Deadly Weekend – A True Story of Obsession and Murder
by John Dilmann
Publisher – Berkely
Rating – 8/10
Summary – The murder of a wealthy physician (who was also a closet homosexual) in one of the world’s most exotic cities sounds like the plot of a detective show. Sadly, it actually happened in New Orleans in January 1978. The detective on the case, John Dillmann, recounts the story in the good true crime book Deadly Weekend.
Review – A common plot in literature is the person who is – in some way – out of place. John Dillmann’s Deadly Weekend recounts a real-life tragedy that follows this storyline. In the 1970s Dr. Mark Sheppard was a successful anesthesiologist in St. Petersburg, Florida. However, unbeknownst to most people, Sheppard was a closeted gay who frequently traveled to New Orleans where he spent his time amongst the black “hustlers” of the gay community.
While in New Orleans, Sheppard constantly tempted fate, exploring the seediest corners of the Crescent City with some of its most-disreputable characters. Sadly, this would lead to tragedy as Dr. Smith became a murder victim. The case fell to Detective John Dillmann who later became a successful author by recounting some of his more-notable cases in four true crime books.

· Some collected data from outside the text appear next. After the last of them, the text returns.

//! Background loops of the resource manager
//!
//! The sampling loop measures live utilization of tracked tasks on a fixed
//! interval. The reporting loop sends a full node status to the scheduler and
//! is the session's liveness check: a failed push ends the session.

use super::ResourceManager;
use crate::error::{CaptainError, Result};
use crate::health::{components, HealthRegistry};
use crate::observability::{CaptainMetrics, StructuredLogger};
use crate::runtime::ContainerRuntime;
use std::sync::Arc;
use std::time::Duration;
use tokio::sync::watch;
use tokio::time::{interval, Instant, MissedTickBehavior};
use tracing::{debug, info, warn};

#[derive(Debug, Clone)]
pub struct LoopConfig {
    /// Time between sampling cycles (default: 1 second)
    pub sample_interval: Duration,
    /// Time between status reports (default: 5 seconds)
    pub report_interval: Duration,
}

impl Default for LoopConfig {
    fn default() -> Self {
        Self {
            sample_interval: Duration::from_secs(1),
            report_interval: Duration::from_secs(5),
        }
    }
}

/// Resolves once shutdown has been signalled or the sender is gone
async fn shutdown_signalled(shutdown: &mut watch::Receiver<bool>) {
    while !*shutdown.borrow() {
        if shutdown.changed().await.is_err() {
            return;
        }
    }
}

pub struct SamplingLoop {
    manager: Arc<ResourceManager>,
    runtime: Arc<dyn ContainerRuntime>,
    interval: Duration,
    health: Option<HealthRegistry>,
    metrics: CaptainMetrics,
}

impl SamplingLoop {
    pub fn new(
        manager: Arc<ResourceManager>,
        runtime: Arc<dyn ContainerRuntime>,
        interval: Duration,
    ) -> Self {
        Self {
            manager,
            runtime,
            interval,
            health: None,
            metrics: CaptainMetrics::new(),
        }
    }

    pub fn with_health(mut self, health: HealthRegistry) -> Self {
        self.health = Some(health);
        self
    }

    /// Sample until shutdown; a failed cycle is reported and skipped
    pub async fn run(self, mut shutdown: watch::Receiver<bool>) {
        info!(
            interval_ms = self.interval.as_millis() as u64,
            "Starting usage sampling loop"
        );

        let mut ticker = interval(self.interval);
        ticker.set_missed_tick_behavior(MissedTickBehavior::Delay);
        let mut cycles = 0u64;

        loop {
            tokio::select! {
                _ = ticker.tick() => {
                    let start = Instant::now();
                    let result = self.manager.sample_usage(self.runtime.as_ref()).await;
                    self.metrics.observe_sampling_latency(start.elapsed().as_secs_f64());
                    cycles += 1;

                    match result {
                        Ok(()) => {
                            if let Some(health) = &self.health {
                                health.set_healthy(components::SAMPLER).await;
                            }
                        }
                        Err(e) => {
                            self.metrics.inc_sampling_errors();
                            warn!(error = %e, cycle = cycles, "Sampling cycle aborted");
                            if let Some(health) = &self.health {
                                health.set_degraded(components::SAMPLER, e.to_string()).await;
                            }
                        }
                    }
                }
                _ = shutdown_signalled(&mut shutdown) => {
                    info!(cycles, "Shutting down usage sampling loop");
                    break;
                }
            }
        }
    }
}

pub struct ReportingLoop {
    manager: Arc<ResourceManager>,
    runtime: Arc<dyn ContainerRuntime>,
    interval: Duration,
    health: Option<HealthRegistry>,
    logger: StructuredLogger,
}

impl ReportingLoop {
    pub fn new(
        manager: Arc<ResourceManager>,
        runtime: Arc<dyn ContainerRuntime>,
        interval: Duration,
    ) -> Self {
        let logger = StructuredLogger::new(manager.node_id().as_str());
        Self {
            manager,
            runtime,
            interval,
            health: None,
            logger,
        }
    }

    pub fn with_health(mut self, health: HealthRegistry) -> Self {
        self.health = Some(health);
        self
    }

    /// Report until shutdown
    ///
    /// A failed push stops and removes every tracked container and returns
    /// [`CaptainError::StatusPush`].
    pub async fn run(self, mut shutdown: watch::Receiver<bool>) -> Result<()> {
        info!(
            interval_secs = self.interval.as_secs(),
            "Starting status reporting loop"
        );

        let mut ticker = interval(self.interval);
        ticker.set_missed_tick_behavior(MissedTickBehavior::Delay);
        // The first tick fires immediately; leave the sampler a head start
        ticker.tick().await;

        loop {
            tokio::select! {
                _ = ticker.tick() => {
                    self.manager.refresh_used_ports(self.runtime.as_ref()).await;

                    match self.manager.send_status().await {
                        Ok(sent) => {
                            debug!(sent, "Status report cycle complete");
                            if let Some(health) = &self.health {
                                health.set_healthy(components::REPORTER).await;
                            }
                        }
                        Err(e) => return Err(self.fail(e).await),
                    }
                }
                _ = shutdown_signalled(&mut shutdown) => {
                    info!("Shutting down status reporting loop");
                    return Ok(());
                }
            }
        }
    }

    async fn fail(&self, error: CaptainError) -> CaptainError {
        self.logger.log_status_push_failed(&error.to_string(), true);
        if let Some(health) = &self.health {
            health
                .set_unhealthy(components::REPORTER, error.to_string())
                .await;
        }
        self.manager.teardown(self.runtime.as_ref(), true).await;
        error
    }
}

#[cfg(test)]
mod tests {
    use super::*;
    use crate::models::{ContainerHandle, Limits, NodeId};
    use crate::resource::AdmissionPolicy;
    use crate::testing::{MockRuntime, MockScheduler};

    fn manager() -> Arc<ResourceManager> {
        let total = Limits::new(4, 4_000);
        Arc::new(ResourceManager::new(
            NodeId::from("node-1"),
            total,
            total,
            AdmissionPolicy::Clamp,
        ))
    }

    #[test]
    fn test_loop_config_default() {
        let config = LoopConfig::default();
        assert_eq!(config.sample_interval, Duration::from_secs(1));
        assert_eq!(config.report_interval, Duration::from_secs(5));
    }

    #[tokio::test]
    async fn test_sampling_loop_stops_on_shutdown() {
        let rm = manager();
        rm.append_task("a", "t1", ContainerHandle { id: "c1".into(), image: "img".into() })
            .await;
        let runtime = Arc::new(MockRuntime::default().with_usage(10.0, 5.0));
        let sampler = SamplingLoop::new(rm.clone(), runtime, Duration::from_millis(10));

        let (tx, rx) = watch::channel(false);
        let handle = tokio::spawn(sampler.run(rx));

        tokio::time::sleep(Duration::from_millis(60)).await;
        tx.send(true).unwrap();
        tokio::time::timeout(Duration::from_secs(1), handle)
            .await
            .unwrap()
            .unwrap();

        assert_eq!(rm.snapshot().task_usage["t1"], 10.0);
    }

    #[tokio::test]
    async fn test_reporting_loop_pushes_status() {
        let rm = manager();
        let (scheduler, _tasks) = MockScheduler::new();
        rm.attach_scheduler(scheduler.clone());
        let runtime = Arc::new(MockRuntime::default());
        let reporter = ReportingLoop::new(rm, runtime, Duration::from_millis(10));

        let (tx, rx) = watch::channel(false);
        let handle = tokio::spawn(reporter.run(rx));

        tokio::time::sleep(Duration::from_millis(80)).await;
        tx.send(true).unwrap();
        let result = tokio::time::timeout(Duration::from_secs(1), handle)
            .await
            .unwrap()
            .unwrap();

        assert!(result.is_ok());
        assert!(scheduler.update_count() >= 2);
    }

    #[tokio::test]
    async fn test_reporting_failure_tears_down() {
        let rm = manager();
        let (scheduler, _tasks) = MockScheduler::new();
        scheduler.fail_updates(true);
        rm.attach_scheduler(scheduler);

        let runtime = Arc::new(MockRuntime::default());
        let container = runtime.spawn_container("img");
        rm.append_task("a", "t1", container).await;

        let health = HealthRegistry::new();
        let reporter = ReportingLoop::new(rm, runtime.clone(), Duration::from_millis(10))
            .with_health(health.clone());

        let (_tx, rx) = watch::channel(false);
        let result = tokio::time::timeout(Duration::from_secs(1), reporter.run(rx))
            .await
            .unwrap();

        assert!(matches!(result, Err(CaptainError::StatusPush(_))));
        assert_eq!(runtime.stop_count(), 1);
        assert_eq!(runtime.remove_count(), 1);
        assert_eq!(
            health.status_of(components::REPORTER).await,
            Some(crate::health::ComponentStatus::Unhealthy)
        );
    }
}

The case soon bogged down and Dillmann found himself traveling to St. Petersburg to look for clues. As Dillmann’s investigation proceeded, he uncovered more of the details of Sheppard’s secret life. These revelations give Deadly Weekend a voyeuristic quality that makes the reader feel (slightly) guilty about reading the book. Given that Sheppard worked so hard to cover up his secret life, it is a bitter irony that his secrets were blown into the open by his murder.
New Orleans is one of my favorite places and my love for it led me to read Deadly Weekend. Indeed, The Crescent City plays a co-starring role in all of Dillmann’s books. Those who have visited “NOLA” will recognize many of the City’s landmarks. But Deadly Weekend exposes the seamy backwaters that don’t make the tourist brochures. The reader enjoys the armchair travel.
One of the best things about the Dillmann books is that they present police work and the legal process, as they are – and not as we would like them to be. Dillmann and his colleagues on the New Orleans Police Department constantly had to “make do” with inadequate funding and low salaries that required them to spend much of their time “moonlighting.”
Moreover, when the cases moved to trial, there were no guarantees that justice would be served. This uncertainty helps build the suspense in Deadly Weekend and the other four books. It must also be said, unfortunately, that the four books lose a lot of their momentum when the cases come to trial; Dillmann cannot maintain Deadly Weekend’s momentum when the lawyers take charge of the proceedings.
In Deadly Weekend, Dillmann writes in a straightforward style. He spends relatively little time ruminating on the victims, the crimes, and the criminals who commit them. This can be good in that Dillmann doesn’t tell the reader what to think. At the same time, the reader wants to know why a successful person such as Dr. Sheppard behaved in a way that could only end badly for him. There are no answers in the pages of Deadly Weekend – you have to speculate as to what drove Sheppard.
The Reed Business review on Amazon.com –
– states that Deadly Weekend isn’t up to the level of Dillmann’s earlier efforts (Unholy Matrimony & The French Quarter Killers). I disagree. Granted, Unholy Matrimony is difficult to beat, but Deadly Weekend is at least its equal and is considerably better than The French Quarter Killers (and the fourth book in the series, Blood Warning). Having said that, all four books will appeal to true crime fans who want to read about New Orleans’ underworld. For those interested in Dillmann’s books, Deadly Weekend is a great place to start.